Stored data

Start of Block

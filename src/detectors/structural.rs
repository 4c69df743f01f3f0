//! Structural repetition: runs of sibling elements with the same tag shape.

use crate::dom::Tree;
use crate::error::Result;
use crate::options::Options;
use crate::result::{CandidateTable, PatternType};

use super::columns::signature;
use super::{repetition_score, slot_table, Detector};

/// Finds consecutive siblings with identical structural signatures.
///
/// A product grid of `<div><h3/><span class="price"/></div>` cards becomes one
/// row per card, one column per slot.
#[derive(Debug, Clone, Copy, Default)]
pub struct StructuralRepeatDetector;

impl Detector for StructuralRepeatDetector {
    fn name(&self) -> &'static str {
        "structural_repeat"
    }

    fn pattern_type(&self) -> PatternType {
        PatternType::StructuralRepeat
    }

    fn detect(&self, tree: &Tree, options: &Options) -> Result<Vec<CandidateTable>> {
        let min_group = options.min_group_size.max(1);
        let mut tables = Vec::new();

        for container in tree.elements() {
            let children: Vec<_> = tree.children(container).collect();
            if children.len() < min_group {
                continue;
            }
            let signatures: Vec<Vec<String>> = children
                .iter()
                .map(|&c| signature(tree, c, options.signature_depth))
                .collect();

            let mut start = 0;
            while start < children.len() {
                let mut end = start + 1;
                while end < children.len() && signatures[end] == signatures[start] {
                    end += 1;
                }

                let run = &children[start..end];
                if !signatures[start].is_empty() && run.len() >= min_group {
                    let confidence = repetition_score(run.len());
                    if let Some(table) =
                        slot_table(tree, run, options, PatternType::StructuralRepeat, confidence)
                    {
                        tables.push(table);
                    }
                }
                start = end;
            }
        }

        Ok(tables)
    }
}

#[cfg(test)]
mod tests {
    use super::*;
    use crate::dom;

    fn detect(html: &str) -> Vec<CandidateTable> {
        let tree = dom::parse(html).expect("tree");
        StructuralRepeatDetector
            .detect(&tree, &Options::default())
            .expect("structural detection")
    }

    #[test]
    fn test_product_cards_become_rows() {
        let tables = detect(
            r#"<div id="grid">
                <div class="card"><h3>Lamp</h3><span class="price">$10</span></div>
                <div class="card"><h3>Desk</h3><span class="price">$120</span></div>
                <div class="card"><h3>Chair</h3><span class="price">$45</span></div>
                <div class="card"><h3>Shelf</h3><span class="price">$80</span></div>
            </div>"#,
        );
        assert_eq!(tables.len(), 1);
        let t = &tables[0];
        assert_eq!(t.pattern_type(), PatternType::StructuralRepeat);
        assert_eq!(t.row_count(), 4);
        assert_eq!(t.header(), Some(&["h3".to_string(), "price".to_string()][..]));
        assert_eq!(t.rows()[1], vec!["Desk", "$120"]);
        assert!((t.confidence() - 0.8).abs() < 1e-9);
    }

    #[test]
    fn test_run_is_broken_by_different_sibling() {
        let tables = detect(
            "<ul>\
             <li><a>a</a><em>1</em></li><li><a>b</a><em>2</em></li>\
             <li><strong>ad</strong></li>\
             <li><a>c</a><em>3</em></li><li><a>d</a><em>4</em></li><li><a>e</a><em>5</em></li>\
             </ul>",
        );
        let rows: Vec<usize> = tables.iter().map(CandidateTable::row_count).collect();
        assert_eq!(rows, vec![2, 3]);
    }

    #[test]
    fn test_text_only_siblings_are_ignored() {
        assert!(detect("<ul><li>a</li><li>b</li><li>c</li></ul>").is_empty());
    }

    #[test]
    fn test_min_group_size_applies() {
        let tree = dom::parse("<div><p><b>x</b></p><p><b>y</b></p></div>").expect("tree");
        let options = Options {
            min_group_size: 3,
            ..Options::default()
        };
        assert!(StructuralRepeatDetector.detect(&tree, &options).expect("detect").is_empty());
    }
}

End of Block

TASK DESCRIPTION:
For the entries shown above, give the number of lines that include the word "iter", without any other text.

SOLUTION TO THIS TASK:
2